THE TASK:
In the entries below, every line that contains "OutboxStore" must be located and copied.

--

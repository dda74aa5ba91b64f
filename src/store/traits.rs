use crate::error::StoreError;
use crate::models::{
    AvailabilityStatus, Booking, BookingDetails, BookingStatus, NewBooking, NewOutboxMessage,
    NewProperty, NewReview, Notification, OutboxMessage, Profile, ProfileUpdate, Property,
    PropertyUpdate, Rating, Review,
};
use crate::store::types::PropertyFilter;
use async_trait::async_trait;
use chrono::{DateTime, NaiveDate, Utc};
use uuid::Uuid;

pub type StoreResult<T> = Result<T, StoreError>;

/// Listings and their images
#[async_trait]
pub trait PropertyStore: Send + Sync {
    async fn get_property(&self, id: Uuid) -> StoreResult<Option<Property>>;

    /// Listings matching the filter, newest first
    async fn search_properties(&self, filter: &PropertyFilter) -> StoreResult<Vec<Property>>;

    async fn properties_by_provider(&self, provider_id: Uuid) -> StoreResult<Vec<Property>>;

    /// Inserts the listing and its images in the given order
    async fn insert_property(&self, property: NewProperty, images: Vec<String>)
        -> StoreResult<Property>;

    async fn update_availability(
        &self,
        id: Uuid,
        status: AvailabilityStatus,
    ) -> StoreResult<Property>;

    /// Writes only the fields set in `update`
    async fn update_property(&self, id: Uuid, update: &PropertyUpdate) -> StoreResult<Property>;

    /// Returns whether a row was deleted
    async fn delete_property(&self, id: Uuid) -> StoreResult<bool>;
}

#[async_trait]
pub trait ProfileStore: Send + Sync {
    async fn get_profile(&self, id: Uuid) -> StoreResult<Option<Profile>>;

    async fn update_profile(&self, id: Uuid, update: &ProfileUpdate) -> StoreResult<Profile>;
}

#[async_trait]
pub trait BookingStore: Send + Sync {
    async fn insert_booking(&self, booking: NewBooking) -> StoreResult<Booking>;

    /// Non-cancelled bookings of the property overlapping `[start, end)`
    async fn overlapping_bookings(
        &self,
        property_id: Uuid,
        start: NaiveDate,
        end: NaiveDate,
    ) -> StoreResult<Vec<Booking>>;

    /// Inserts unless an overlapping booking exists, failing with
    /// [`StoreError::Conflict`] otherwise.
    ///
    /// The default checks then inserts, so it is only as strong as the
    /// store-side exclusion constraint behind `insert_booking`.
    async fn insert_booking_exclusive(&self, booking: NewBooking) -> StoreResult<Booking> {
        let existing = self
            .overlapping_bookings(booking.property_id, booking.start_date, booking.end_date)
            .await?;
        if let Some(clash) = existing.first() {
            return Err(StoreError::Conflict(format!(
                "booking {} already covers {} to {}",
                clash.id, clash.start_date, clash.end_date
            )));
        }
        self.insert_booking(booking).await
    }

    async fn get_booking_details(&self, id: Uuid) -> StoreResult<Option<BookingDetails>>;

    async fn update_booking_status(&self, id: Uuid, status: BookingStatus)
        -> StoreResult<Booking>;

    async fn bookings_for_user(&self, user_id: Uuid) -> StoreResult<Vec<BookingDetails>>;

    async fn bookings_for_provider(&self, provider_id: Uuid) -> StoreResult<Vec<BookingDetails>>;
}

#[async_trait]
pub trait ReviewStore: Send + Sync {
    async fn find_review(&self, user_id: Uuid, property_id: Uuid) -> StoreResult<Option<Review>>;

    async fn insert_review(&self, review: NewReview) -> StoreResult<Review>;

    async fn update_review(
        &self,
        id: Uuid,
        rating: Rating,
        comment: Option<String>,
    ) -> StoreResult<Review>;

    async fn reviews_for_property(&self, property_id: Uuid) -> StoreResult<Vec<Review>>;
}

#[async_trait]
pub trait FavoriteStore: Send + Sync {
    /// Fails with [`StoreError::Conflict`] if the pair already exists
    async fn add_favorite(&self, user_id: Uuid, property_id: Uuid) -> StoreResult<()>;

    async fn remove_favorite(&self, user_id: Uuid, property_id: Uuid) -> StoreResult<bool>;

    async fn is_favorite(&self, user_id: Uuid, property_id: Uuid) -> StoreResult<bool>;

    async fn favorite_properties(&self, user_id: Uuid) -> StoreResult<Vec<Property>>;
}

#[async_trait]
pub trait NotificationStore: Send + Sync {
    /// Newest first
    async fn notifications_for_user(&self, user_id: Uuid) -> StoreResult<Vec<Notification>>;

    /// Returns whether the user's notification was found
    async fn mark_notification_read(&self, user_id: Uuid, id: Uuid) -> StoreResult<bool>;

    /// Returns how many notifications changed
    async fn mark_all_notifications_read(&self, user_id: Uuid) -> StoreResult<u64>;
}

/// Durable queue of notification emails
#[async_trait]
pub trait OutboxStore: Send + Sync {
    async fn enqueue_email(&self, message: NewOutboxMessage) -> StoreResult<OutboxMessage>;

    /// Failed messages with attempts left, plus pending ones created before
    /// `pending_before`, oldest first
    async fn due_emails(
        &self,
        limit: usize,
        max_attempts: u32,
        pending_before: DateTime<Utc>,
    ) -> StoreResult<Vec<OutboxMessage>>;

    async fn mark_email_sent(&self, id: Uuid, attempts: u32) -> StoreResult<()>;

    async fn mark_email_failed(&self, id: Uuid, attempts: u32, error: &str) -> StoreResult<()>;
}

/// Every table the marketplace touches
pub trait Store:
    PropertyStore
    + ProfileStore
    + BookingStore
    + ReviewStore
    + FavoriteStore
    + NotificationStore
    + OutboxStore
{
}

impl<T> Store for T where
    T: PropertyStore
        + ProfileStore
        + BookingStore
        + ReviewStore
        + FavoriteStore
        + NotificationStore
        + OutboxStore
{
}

--

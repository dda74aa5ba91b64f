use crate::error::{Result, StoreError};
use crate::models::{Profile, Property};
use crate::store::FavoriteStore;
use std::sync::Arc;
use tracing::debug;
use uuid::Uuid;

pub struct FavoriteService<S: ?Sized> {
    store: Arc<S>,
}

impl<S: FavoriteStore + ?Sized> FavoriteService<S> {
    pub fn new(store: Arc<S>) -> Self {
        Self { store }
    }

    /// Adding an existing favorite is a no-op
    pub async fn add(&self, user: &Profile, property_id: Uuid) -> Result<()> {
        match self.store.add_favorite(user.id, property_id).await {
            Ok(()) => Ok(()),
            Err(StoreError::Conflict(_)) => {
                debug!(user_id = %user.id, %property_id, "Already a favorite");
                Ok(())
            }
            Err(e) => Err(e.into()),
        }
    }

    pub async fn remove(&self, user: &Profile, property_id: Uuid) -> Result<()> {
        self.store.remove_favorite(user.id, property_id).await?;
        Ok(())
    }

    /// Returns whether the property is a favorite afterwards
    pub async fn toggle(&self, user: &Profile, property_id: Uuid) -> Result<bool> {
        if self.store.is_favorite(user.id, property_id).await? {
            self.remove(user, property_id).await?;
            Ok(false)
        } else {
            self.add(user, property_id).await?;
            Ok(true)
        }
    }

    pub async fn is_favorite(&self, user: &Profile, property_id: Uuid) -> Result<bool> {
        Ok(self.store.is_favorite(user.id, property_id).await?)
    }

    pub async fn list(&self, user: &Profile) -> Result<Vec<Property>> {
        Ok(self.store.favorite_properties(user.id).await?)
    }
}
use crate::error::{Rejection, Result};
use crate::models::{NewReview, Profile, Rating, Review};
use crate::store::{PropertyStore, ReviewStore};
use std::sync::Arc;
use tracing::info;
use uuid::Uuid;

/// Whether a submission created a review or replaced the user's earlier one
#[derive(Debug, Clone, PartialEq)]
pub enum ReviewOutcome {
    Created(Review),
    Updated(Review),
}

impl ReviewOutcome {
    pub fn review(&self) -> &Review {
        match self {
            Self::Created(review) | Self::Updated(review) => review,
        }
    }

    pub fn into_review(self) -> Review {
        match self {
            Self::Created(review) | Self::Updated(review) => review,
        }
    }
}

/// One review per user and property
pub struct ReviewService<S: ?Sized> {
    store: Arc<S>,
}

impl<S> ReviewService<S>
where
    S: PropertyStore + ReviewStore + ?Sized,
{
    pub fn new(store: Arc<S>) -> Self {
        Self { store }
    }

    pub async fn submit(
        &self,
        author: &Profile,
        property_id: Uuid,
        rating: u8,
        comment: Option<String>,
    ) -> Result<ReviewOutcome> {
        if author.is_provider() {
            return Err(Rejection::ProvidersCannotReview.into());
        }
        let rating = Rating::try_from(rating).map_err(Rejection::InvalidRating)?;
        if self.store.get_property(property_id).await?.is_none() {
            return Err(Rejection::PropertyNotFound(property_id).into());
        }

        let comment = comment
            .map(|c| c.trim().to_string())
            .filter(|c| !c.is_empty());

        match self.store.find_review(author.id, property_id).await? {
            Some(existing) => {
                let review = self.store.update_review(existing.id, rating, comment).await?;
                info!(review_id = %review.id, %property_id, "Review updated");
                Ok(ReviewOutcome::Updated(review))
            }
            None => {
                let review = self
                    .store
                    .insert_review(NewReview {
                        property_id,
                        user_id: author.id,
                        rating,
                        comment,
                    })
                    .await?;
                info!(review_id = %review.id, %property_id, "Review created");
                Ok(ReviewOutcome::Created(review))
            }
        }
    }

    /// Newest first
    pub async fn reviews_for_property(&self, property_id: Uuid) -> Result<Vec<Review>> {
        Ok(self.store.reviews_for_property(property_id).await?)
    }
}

--

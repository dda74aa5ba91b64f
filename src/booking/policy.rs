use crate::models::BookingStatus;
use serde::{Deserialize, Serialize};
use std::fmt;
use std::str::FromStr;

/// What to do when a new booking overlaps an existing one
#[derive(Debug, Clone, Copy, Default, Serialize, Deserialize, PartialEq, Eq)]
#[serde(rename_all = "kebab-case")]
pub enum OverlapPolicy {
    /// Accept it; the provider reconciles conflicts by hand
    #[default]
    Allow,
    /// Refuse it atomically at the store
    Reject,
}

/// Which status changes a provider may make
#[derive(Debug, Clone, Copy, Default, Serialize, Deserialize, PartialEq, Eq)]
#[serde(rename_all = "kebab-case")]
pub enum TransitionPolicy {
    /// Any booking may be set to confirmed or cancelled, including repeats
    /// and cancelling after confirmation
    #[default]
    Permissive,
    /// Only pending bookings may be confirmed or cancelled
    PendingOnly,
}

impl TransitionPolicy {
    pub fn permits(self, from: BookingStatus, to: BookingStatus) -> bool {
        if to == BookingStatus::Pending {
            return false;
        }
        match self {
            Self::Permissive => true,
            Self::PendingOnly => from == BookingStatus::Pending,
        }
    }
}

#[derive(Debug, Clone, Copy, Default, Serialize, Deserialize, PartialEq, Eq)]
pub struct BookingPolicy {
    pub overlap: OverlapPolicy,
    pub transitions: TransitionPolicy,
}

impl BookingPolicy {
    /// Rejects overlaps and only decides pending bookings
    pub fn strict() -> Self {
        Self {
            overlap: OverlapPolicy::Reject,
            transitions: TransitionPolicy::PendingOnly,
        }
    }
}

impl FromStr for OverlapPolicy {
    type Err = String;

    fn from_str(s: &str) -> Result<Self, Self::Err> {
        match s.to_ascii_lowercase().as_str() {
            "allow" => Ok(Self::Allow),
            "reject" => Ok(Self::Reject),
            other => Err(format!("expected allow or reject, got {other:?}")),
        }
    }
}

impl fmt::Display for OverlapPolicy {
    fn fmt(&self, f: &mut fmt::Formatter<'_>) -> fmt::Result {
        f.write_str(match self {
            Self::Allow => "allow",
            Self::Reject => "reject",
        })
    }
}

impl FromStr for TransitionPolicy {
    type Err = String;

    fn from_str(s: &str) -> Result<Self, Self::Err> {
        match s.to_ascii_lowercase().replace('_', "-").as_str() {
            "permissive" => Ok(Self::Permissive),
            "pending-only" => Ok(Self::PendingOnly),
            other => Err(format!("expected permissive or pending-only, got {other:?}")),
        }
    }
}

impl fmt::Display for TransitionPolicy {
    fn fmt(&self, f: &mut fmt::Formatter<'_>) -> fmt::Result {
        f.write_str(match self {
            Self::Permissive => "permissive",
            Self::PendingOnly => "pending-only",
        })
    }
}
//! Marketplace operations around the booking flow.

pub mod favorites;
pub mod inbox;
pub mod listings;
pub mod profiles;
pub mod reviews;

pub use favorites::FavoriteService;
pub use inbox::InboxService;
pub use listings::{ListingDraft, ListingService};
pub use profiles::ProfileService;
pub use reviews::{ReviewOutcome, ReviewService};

--

SOLUTION BELOW:
pub trait OutboxStore: Send + Sync {
    + OutboxStore
        + OutboxStore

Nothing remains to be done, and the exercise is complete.